The number of lines in the entries below holding the word "managing" is all that is needed here.

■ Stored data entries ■
■ ■ ■
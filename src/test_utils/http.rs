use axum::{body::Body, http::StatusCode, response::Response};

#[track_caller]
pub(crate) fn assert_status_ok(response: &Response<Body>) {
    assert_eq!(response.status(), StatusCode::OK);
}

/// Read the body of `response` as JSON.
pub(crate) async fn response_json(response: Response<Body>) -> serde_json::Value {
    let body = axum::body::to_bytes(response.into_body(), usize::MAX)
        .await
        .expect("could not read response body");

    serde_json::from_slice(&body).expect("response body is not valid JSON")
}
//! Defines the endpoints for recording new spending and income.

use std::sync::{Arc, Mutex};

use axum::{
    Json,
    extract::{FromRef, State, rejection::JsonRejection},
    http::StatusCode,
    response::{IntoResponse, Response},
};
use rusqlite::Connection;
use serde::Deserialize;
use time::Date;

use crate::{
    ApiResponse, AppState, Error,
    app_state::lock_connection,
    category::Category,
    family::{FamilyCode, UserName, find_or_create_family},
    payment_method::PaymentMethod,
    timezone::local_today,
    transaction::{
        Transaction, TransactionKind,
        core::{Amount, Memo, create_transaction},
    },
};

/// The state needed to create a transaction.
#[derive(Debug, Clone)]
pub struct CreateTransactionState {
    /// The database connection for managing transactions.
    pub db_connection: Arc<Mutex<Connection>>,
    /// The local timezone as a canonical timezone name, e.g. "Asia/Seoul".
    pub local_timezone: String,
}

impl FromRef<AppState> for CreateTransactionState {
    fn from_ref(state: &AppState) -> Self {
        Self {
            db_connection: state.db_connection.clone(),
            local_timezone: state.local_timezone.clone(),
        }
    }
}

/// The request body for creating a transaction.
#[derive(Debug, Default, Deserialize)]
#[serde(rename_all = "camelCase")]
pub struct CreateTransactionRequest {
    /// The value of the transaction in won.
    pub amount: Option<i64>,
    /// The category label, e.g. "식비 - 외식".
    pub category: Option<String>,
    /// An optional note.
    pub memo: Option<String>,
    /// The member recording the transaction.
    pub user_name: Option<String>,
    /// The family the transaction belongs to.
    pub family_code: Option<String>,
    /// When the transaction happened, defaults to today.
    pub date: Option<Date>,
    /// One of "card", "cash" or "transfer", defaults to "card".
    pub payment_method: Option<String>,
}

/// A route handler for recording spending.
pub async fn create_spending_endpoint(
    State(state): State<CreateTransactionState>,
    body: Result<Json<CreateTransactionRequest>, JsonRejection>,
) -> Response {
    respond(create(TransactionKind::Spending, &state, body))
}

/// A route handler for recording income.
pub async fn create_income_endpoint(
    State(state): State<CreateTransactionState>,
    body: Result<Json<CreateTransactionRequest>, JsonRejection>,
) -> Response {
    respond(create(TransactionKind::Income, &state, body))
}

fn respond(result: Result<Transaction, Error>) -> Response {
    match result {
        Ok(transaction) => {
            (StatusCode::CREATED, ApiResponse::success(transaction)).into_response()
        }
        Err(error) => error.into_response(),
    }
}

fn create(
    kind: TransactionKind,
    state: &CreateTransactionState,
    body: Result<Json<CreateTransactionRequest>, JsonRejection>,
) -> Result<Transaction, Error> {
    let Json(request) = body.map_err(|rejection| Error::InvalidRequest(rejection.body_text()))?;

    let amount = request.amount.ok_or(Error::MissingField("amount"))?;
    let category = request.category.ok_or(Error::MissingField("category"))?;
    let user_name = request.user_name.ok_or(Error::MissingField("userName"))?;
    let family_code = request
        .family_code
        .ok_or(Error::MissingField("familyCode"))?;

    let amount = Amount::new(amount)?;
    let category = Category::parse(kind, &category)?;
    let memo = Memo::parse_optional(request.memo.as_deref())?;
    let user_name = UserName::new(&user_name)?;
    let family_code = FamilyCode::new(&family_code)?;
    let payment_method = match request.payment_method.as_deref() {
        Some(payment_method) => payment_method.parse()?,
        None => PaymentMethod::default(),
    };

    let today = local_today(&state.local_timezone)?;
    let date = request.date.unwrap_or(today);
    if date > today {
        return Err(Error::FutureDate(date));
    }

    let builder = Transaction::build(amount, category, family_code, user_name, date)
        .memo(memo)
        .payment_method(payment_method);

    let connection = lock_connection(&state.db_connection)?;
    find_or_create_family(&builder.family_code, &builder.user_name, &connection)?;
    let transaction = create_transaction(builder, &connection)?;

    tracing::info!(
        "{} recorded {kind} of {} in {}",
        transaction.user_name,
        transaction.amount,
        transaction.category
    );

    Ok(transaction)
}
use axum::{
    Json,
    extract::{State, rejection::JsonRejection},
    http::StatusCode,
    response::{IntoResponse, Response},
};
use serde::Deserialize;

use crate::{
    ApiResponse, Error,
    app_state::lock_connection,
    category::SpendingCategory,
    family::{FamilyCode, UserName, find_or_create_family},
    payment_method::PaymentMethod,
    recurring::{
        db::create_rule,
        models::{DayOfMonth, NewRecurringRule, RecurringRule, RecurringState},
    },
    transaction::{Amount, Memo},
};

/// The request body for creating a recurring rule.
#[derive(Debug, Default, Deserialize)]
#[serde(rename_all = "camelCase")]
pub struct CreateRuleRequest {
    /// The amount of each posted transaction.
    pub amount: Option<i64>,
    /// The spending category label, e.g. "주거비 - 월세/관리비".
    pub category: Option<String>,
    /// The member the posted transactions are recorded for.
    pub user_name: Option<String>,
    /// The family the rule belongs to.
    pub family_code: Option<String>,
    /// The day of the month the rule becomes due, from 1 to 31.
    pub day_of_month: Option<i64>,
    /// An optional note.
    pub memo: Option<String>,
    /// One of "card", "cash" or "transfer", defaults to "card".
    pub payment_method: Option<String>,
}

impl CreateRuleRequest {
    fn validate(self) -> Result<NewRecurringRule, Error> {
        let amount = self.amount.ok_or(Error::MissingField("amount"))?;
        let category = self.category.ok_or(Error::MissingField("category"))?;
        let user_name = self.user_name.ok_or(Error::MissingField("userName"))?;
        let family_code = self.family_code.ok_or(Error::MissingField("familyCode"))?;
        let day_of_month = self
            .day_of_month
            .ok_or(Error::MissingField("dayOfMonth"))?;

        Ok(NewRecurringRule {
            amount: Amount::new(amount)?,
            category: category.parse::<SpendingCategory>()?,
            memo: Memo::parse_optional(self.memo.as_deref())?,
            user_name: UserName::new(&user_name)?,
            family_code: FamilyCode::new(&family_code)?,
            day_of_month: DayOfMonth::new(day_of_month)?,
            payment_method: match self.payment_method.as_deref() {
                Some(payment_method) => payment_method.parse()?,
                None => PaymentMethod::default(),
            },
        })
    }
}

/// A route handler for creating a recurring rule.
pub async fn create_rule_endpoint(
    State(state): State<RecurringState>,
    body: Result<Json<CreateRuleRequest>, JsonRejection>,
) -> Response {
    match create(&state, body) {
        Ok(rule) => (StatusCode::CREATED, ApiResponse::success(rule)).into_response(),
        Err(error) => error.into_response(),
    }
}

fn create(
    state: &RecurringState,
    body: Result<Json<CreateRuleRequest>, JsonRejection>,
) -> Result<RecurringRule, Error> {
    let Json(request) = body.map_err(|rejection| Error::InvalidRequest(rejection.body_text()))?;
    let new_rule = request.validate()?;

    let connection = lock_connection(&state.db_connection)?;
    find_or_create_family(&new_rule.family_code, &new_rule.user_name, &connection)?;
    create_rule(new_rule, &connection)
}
■ ■ ■
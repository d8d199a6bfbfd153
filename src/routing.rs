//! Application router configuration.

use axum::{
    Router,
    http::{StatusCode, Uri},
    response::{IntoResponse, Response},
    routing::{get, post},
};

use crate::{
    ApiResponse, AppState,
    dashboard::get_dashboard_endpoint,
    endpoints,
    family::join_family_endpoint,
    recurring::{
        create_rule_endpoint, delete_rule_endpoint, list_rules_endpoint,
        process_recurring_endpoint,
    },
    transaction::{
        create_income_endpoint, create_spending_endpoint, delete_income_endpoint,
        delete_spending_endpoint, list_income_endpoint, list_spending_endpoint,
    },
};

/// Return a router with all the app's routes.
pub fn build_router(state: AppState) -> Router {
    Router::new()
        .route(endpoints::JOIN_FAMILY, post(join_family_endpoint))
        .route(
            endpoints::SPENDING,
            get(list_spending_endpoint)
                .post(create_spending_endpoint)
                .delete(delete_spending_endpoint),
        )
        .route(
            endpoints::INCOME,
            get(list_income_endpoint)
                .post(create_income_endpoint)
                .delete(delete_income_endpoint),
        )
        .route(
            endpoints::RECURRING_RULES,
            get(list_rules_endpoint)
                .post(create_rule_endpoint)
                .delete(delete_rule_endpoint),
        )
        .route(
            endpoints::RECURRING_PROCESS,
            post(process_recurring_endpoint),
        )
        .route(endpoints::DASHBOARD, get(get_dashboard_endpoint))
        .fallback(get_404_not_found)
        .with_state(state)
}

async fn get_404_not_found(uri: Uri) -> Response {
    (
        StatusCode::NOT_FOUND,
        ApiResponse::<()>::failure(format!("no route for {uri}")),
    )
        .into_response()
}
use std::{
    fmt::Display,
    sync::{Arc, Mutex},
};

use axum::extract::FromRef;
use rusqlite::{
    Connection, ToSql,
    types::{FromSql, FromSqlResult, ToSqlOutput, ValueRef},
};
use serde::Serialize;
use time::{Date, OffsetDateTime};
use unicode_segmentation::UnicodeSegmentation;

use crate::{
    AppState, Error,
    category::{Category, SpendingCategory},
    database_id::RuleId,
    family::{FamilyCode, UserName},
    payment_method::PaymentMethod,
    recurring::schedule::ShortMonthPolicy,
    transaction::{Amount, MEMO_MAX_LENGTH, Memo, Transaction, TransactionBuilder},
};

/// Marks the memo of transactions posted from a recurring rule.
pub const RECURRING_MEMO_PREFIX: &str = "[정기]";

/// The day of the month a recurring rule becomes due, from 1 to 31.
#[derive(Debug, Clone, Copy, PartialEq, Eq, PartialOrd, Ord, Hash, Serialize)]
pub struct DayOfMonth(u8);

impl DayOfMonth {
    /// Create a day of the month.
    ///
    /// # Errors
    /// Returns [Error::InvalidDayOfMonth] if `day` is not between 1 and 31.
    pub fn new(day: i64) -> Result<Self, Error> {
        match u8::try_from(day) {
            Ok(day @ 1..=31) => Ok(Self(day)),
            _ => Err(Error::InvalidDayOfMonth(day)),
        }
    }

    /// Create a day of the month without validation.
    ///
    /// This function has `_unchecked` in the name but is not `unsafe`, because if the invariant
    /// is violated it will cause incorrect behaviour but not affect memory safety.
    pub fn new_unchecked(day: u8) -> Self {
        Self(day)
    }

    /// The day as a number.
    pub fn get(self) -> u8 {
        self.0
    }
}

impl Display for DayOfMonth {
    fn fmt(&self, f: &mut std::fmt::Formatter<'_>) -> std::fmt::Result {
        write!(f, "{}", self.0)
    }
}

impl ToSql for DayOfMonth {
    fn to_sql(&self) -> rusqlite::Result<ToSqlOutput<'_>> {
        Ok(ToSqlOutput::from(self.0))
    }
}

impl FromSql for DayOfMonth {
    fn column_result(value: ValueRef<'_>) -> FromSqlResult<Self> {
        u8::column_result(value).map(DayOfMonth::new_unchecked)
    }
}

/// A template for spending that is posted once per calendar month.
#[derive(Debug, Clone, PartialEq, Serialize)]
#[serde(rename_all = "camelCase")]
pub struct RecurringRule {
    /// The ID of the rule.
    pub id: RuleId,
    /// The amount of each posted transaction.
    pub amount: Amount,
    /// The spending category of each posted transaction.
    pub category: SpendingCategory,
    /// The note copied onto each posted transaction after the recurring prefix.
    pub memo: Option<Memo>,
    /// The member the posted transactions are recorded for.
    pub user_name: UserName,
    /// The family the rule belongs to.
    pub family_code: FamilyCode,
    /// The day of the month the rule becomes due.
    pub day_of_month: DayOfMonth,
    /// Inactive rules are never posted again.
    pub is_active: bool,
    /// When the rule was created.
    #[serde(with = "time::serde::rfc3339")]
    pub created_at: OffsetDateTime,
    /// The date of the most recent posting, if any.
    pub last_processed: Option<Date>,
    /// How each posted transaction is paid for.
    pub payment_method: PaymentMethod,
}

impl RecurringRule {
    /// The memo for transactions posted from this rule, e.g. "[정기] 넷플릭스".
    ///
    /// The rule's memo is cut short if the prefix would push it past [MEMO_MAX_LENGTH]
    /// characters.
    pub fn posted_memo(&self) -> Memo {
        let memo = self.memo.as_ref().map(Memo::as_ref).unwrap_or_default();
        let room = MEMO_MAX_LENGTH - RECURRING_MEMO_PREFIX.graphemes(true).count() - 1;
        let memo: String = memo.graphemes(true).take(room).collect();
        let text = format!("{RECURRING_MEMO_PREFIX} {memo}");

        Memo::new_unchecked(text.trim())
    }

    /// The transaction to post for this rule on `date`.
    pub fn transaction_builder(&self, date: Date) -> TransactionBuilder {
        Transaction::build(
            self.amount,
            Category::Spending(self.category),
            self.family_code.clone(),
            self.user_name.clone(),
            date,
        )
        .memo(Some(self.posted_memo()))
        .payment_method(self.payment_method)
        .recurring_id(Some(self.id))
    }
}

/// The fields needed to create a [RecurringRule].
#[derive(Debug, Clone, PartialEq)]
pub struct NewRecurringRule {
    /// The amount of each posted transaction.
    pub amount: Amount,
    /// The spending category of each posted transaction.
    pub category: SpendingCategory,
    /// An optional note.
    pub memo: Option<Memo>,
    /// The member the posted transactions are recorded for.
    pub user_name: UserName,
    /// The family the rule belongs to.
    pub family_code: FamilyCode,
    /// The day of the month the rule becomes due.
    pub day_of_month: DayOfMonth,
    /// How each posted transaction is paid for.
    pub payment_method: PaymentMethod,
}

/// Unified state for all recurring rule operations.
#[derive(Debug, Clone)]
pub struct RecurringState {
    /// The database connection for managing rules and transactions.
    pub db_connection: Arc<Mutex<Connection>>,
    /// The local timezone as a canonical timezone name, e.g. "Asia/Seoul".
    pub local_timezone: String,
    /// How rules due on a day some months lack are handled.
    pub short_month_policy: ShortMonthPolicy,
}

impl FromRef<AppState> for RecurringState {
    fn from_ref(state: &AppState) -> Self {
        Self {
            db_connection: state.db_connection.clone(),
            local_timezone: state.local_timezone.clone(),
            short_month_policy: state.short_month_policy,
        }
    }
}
■ ■ ■
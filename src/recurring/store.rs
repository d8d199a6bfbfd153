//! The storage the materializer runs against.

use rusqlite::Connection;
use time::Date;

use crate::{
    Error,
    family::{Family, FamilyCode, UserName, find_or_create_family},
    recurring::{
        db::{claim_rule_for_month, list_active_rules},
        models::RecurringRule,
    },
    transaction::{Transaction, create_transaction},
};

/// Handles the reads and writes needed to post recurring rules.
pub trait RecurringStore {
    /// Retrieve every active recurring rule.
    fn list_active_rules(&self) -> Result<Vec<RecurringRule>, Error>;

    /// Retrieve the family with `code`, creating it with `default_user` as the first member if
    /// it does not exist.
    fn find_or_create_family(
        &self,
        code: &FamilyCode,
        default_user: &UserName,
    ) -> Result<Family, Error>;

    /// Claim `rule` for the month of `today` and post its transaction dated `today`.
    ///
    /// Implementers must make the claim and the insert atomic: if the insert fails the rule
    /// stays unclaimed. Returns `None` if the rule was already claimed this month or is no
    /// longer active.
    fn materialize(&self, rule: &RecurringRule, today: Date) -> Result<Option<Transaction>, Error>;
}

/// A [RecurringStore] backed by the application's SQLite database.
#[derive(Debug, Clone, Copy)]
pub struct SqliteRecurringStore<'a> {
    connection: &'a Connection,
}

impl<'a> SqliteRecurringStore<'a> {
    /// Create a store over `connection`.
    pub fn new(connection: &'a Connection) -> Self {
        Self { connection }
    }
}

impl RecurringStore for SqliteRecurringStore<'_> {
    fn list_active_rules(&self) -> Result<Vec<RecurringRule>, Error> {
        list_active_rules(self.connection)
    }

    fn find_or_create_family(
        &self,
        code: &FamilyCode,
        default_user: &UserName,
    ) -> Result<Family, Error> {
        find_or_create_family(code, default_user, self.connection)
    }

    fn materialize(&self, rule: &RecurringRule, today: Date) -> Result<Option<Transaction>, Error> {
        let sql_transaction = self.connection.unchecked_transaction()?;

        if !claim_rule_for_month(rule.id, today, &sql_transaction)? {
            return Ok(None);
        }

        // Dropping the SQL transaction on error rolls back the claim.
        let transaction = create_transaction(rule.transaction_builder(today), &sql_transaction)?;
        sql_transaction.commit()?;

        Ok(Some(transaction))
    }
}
■ ■ ■
■ OUTPUT OF THE EXERCISE ■
2